• **Material provided**:
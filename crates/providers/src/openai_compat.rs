//! OpenAI-compatible completion backend.
//!
//! Works with OpenAI, OpenRouter, Ollama, vLLM, and any endpoint that
//! exposes a `/v1/chat/completions` route. The ReAct protocol is plain
//! text, so this client sends exactly two messages (system + user) and
//! returns the completion content.

use async_trait::async_trait;
use cogito_core::error::ProviderError;
use cogito_core::provider::{CompletionBackend, CompletionRequest, CompletionResponse, Usage};
use serde::{Deserialize, Serialize};
use tracing::{debug, warn};

/// A backend speaking the OpenAI chat-completions wire format.
pub struct OpenAiCompatBackend {
    name: String,
    base_url: String,
    api_key: String,
    client: reqwest::Client,
}

impl OpenAiCompatBackend {
    /// Create a new OpenAI-compatible backend.
    pub fn new(
        name: impl Into<String>,
        base_url: impl Into<String>,
        api_key: impl Into<String>,
    ) -> Self {
        let client = reqwest::Client::builder()
            .timeout(std::time::Duration::from_secs(120))
            .build()
            .unwrap_or_default();

        Self {
            name: name.into(),
            base_url: base_url.into().trim_end_matches('/').to_string(),
            api_key: api_key.into(),
            client,
        }
    }

    /// Create an OpenAI backend (convenience constructor).
    pub fn openai(api_key: impl Into<String>) -> Self {
        Self::new("openai", "https://api.openai.com/v1", api_key)
    }

    /// Build a backend from the provider section of the app config.
    pub fn from_config(config: &cogito_config::ProviderConfig) -> Self {
        Self::new(
            "openai",
            config.api_url.clone(),
            config.api_key.clone().unwrap_or_default(),
        )
    }

    fn wire_request(request: &CompletionRequest) -> WireRequest {
        WireRequest {
            model: request.model.clone(),
            messages: vec![
                WireMessage {
                    role: "system".into(),
                    content: request.system.clone(),
                },
                WireMessage {
                    role: "user".into(),
                    content: request.prompt.clone(),
                },
            ],
            temperature: request.temperature,
            max_tokens: request.max_tokens,
            stop: if request.stop.is_empty() {
                None
            } else {
                Some(request.stop.clone())
            },
        }
    }
}

#[async_trait]
impl CompletionBackend for OpenAiCompatBackend {
    fn name(&self) -> &str {
        &self.name
    }

    async fn complete(
        &self,
        request: CompletionRequest,
    ) -> std::result::Result<CompletionResponse, ProviderError> {
        let url = format!("{}/chat/completions", self.base_url);
        let body = Self::wire_request(&request);

        debug!(backend = %self.name, model = %request.model, "Sending completion request");

        let response = self
            .client
            .post(&url)
            .header("Authorization", format!("Bearer {}", self.api_key))
            .header("Content-Type", "application/json")
            .json(&body)
            .send()
            .await
            .map_err(|e| {
                if e.is_timeout() {
                    ProviderError::Timeout(e.to_string())
                } else {
                    ProviderError::Network(e.to_string())
                }
            })?;

        let status = response.status().as_u16();

        match status {
            200 => {}
            401 | 403 => {
                return Err(ProviderError::AuthenticationFailed(
                    "Invalid API key or insufficient permissions".into(),
                ));
            }
            404 => {
                return Err(ProviderError::ModelNotFound(request.model));
            }
            429 => {
                let retry_after_secs = response
                    .headers()
                    .get("retry-after")
                    .and_then(|v| v.to_str().ok())
                    .and_then(|v| v.parse().ok())
                    .unwrap_or(5);
                return Err(ProviderError::RateLimited { retry_after_secs });
            }
            _ => {
                let error_body = response.text().await.unwrap_or_default();
                warn!(status, body = %error_body, "Backend returned error");
                return Err(ProviderError::ApiError {
                    status_code: status,
                    message: error_body,
                });
            }
        }

        let wire: WireResponse = response
            .json()
            .await
            .map_err(|e| ProviderError::MalformedResponse(e.to_string()))?;

        let choice = wire
            .choices
            .into_iter()
            .next()
            .ok_or_else(|| ProviderError::MalformedResponse("No choices in response".into()))?;

        Ok(CompletionResponse {
            content: choice.message.content.unwrap_or_default(),
            model: wire.model.unwrap_or(request.model),
            usage: wire.usage.map(|u| Usage {
                prompt_tokens: u.prompt_tokens,
                completion_tokens: u.completion_tokens,
                total_tokens: u.total_tokens,
            }),
        })
    }
}

// ── Wire format ───────────────────────────────────────────────────────────

#[derive(Debug, Serialize)]
struct WireRequest {
    model: String,
    messages: Vec<WireMessage>,
    temperature: f32,
    max_tokens: u32,
    #[serde(skip_serializing_if = "Option::is_none")]
    stop: Option<Vec<String>>,
}

#[derive(Debug, Serialize, Deserialize)]
struct WireMessage {
    role: String,
    content: String,
}

#[derive(Debug, Deserialize)]
struct WireResponse {
    #[serde(default)]
    model: Option<String>,
    choices: Vec<WireChoice>,
    #[serde(default)]
    usage: Option<WireUsage>,
}

#[derive(Debug, Deserialize)]
struct WireChoice {
    message: WireResponseMessage,
}

#[derive(Debug, Deserialize)]
struct WireResponseMessage {
    #[serde(default)]
    content: Option<String>,
}

#[derive(Debug, Deserialize)]
struct WireUsage {
    prompt_tokens: u32,
    completion_tokens: u32,
    total_tokens: u32,
}
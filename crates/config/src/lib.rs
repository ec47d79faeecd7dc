//! Configuration loading and validation for Cogito.
//!
//! Loads configuration from `~/.cogito/config.toml` with environment
//! variable overrides for secrets. Every field has a serde default, so
//! a missing file or an empty file both yield a usable configuration.

use serde::{Deserialize, Serialize};
use std::path::{Path, PathBuf};

/// The root configuration structure.
///
/// Maps directly to `~/.cogito/config.toml`.
#[derive(Clone, Serialize, Deserialize)]
pub struct AppConfig {
    /// Completion provider settings
    #[serde(default)]
    pub provider: ProviderConfig,

    /// Reasoning loop settings
    #[serde(default)]
    pub agent: AgentConfig,

    /// Tiered memory settings
    #[serde(default)]
    pub memory: MemoryConfig,
}

/// Settings for the completion provider and the model tiers.
#[derive(Clone, Serialize, Deserialize)]
pub struct ProviderConfig {
    /// Base URL of the OpenAI-compatible endpoint
    #[serde(default = "default_api_url")]
    pub api_url: String,

    /// API key (usually supplied via `COGITO_API_KEY` / `OPENAI_API_KEY`)
    #[serde(default, skip_serializing_if = "Option::is_none")]
    pub api_key: Option<String>,

    /// The reasoning model used by the ReAct loop
    #[serde(default = "default_complex_model")]
    pub complex_model: String,

    /// The lighter model used for JSON generation
    #[serde(default = "default_lightweight_model")]
    pub lightweight_model: String,

    /// Secondary model tried once when the primary call fails
    #[serde(default, skip_serializing_if = "Option::is_none")]
    pub fallback_model: Option<String>,

    /// Sampling temperature for reasoning calls
    #[serde(default = "default_temperature")]
    pub temperature: f32,
}

fn default_api_url() -> String {
    "https://api.openai.com/v1".into()
}
fn default_complex_model() -> String {
    "gpt-4o".into()
}
fn default_lightweight_model() -> String {
    "gpt-4o-mini".into()
}
fn default_temperature() -> f32 {
    0.7
}

impl Default for ProviderConfig {
    fn default() -> Self {
        Self {
            api_url: default_api_url(),
            api_key: None,
            complex_model: default_complex_model(),
            lightweight_model: default_lightweight_model(),
            fallback_model: None,
            temperature: default_temperature(),
        }
    }
}

/// Settings for the reasoning loop.
#[derive(Debug, Clone, Serialize, Deserialize)]
pub struct AgentConfig {
    /// Maximum Thought/Action/Observation cycles per request
    #[serde(default = "default_max_iterations")]
    pub max_iterations: usize,
}

fn default_max_iterations() -> usize {
    5
}

impl Default for AgentConfig {
    fn default() -> Self {
        Self {
            max_iterations: default_max_iterations(),
        }
    }
}

/// Settings for the tiered memory manager.
#[derive(Debug, Clone, Serialize, Deserialize)]
pub struct MemoryConfig {
    /// Short-term buffer capacity before eviction begins
    #[serde(default = "default_threshold")]
    pub threshold: usize,

    /// Directory for the day-partitioned archive. Empty means
    /// `~/.cogito/memory`.
    #[serde(default)]
    pub archive_dir: String,
}

fn default_threshold() -> usize {
    10
}

impl Default for MemoryConfig {
    fn default() -> Self {
        Self {
            threshold: default_threshold(),
            archive_dir: String::new(),
        }
    }
}

impl MemoryConfig {
    /// Resolve the archive directory, defaulting under the config dir.
    pub fn archive_path(&self) -> PathBuf {
        if self.archive_dir.is_empty() {
            AppConfig::config_dir().join("memory")
        } else {
            PathBuf::from(&self.archive_dir)
        }
    }
}

fn redact(s: &Option<String>) -> &'static str {
    match s {
        Some(_) => "[REDACTED]",
        None => "None",
    }
}

impl std::fmt::Debug for ProviderConfig {
    fn fmt(&self, f: &mut std::fmt::Formatter<'_>) -> std::fmt::Result {
        f.debug_struct("ProviderConfig")
            .field("api_url", &self.api_url)
            .field("api_key", &redact(&self.api_key))
            .field("complex_model", &self.complex_model)
            .field("lightweight_model", &self.lightweight_model)
            .field("fallback_model", &self.fallback_model)
            .field("temperature", &self.temperature)
            .finish()
    }
}

impl std::fmt::Debug for AppConfig {
    fn fmt(&self, f: &mut std::fmt::Formatter<'_>) -> std::fmt::Result {
        f.debug_struct("AppConfig")
            .field("provider", &self.provider)
            .field("agent", &self.agent)
            .field("memory", &self.memory)
            .finish()
    }
}

impl Default for AppConfig {
    fn default() -> Self {
        Self {
            provider: ProviderConfig::default(),
            agent: AgentConfig::default(),
            memory: MemoryConfig::default(),
        }
    }
}

impl AppConfig {
    /// Load configuration from the default path (~/.cogito/config.toml).
    ///
    /// Also checks environment variables for API keys:
    /// - `COGITO_API_KEY` (highest priority)
    /// - `OPENAI_API_KEY`
    pub fn load() -> Result<Self, ConfigError> {
        let config_path = Self::config_dir().join("config.toml");
        let mut config = Self::load_from(&config_path)?;

        if config.provider.api_key.is_none() {
            config.provider.api_key = std::env::var("COGITO_API_KEY")
                .ok()
                .or_else(|| std::env::var("OPENAI_API_KEY").ok());
        }

        // Allow env var to override the reasoning model
        if let Ok(model) = std::env::var("COGITO_MODEL") {
            config.provider.complex_model = model;
        }

        Ok(config)
    }

    /// Load configuration from a specific file path.
    pub fn load_from(path: &Path) -> Result<Self, ConfigError> {
        if !path.exists() {
            tracing::info!("No config file found at {}, using defaults", path.display());
            return Ok(Self::default());
        }

        let content = std::fs::read_to_string(path).map_err(|e| ConfigError::ReadError {
            path: path.to_path_buf(),
            reason: e.to_string(),
        })?;

        let config: Self = toml::from_str(&content).map_err(|e| ConfigError::ParseError {
            path: path.to_path_buf(),
            reason: e.to_string(),
        })?;

        config.validate()?;
        Ok(config)
    }

    /// Get the configuration directory path.
    pub fn config_dir() -> PathBuf {
        dirs_home().join(".cogito")
    }

    /// Validate the configuration.
    fn validate(&self) -> Result<(), ConfigError> {
        if self.provider.temperature < 0.0 || self.provider.temperature > 2.0 {
            return Err(ConfigError::ValidationError(
                "provider.temperature must be between 0.0 and 2.0".into(),
            ));
        }

        if self.agent.max_iterations == 0 {
            return Err(ConfigError::ValidationError(
                "agent.max_iterations must be at least 1".into(),
            ));
        }

        if self.memory.threshold == 0 {
            return Err(ConfigError::ValidationError(
                "memory.threshold must be at least 1".into(),
            ));
        }

        Ok(())
    }

    /// Check if an API key is available (from config or environment).
    pub fn has_api_key(&self) -> bool {
        self.provider.api_key.is_some()
    }

    /// Generate a default config TOML string (for first-run setup).
    pub fn default_toml() -> String {
        toml::to_string_pretty(&Self::default()).unwrap_or_default()
    }
}

/// Get the user's home directory.
fn dirs_home() -> PathBuf {
    #[cfg(target_os = "windows")]
    {
        std::env::var("USERPROFILE")
            .map(PathBuf::from)
            .unwrap_or_else(|_| PathBuf::from("C:\\Users\\Default"))
    }
    #[cfg(not(target_os = "windows"))]
    {
        std::env::var("HOME")
            .map(PathBuf::from)
            .unwrap_or_else(|_| PathBuf::from("/tmp"))
    }
}

/// Configuration errors.
#[derive(Debug, thiserror::Error)]
pub enum ConfigError {
    #[error("Failed to read config file at {path}: {reason}")]
    ReadError { path: PathBuf, reason: String },

    #[error("Failed to parse config file at {path}: {reason}")]
    ParseError { path: PathBuf, reason: String },

    #[error("Configuration validation failed: {0}")]
    ValidationError(String),
}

• **Exercise brief**:
What is needed is an exact copy of the lines from the start of the listing through the line where "use async_trait::async_trait;" sits, please, both end lines included and nothing more.

• **Written response**:
filename crates/providers/src/openai_compat.rs
//! OpenAI-compatible completion backend.
//!
//! Works with OpenAI, OpenRouter, Ollama, vLLM, and any endpoint that
//! exposes a `/v1/chat/completions` route. The ReAct protocol is plain
//! text, so this client sends exactly two messages (system + user) and
//! returns the completion content.

use async_trait::async_trait;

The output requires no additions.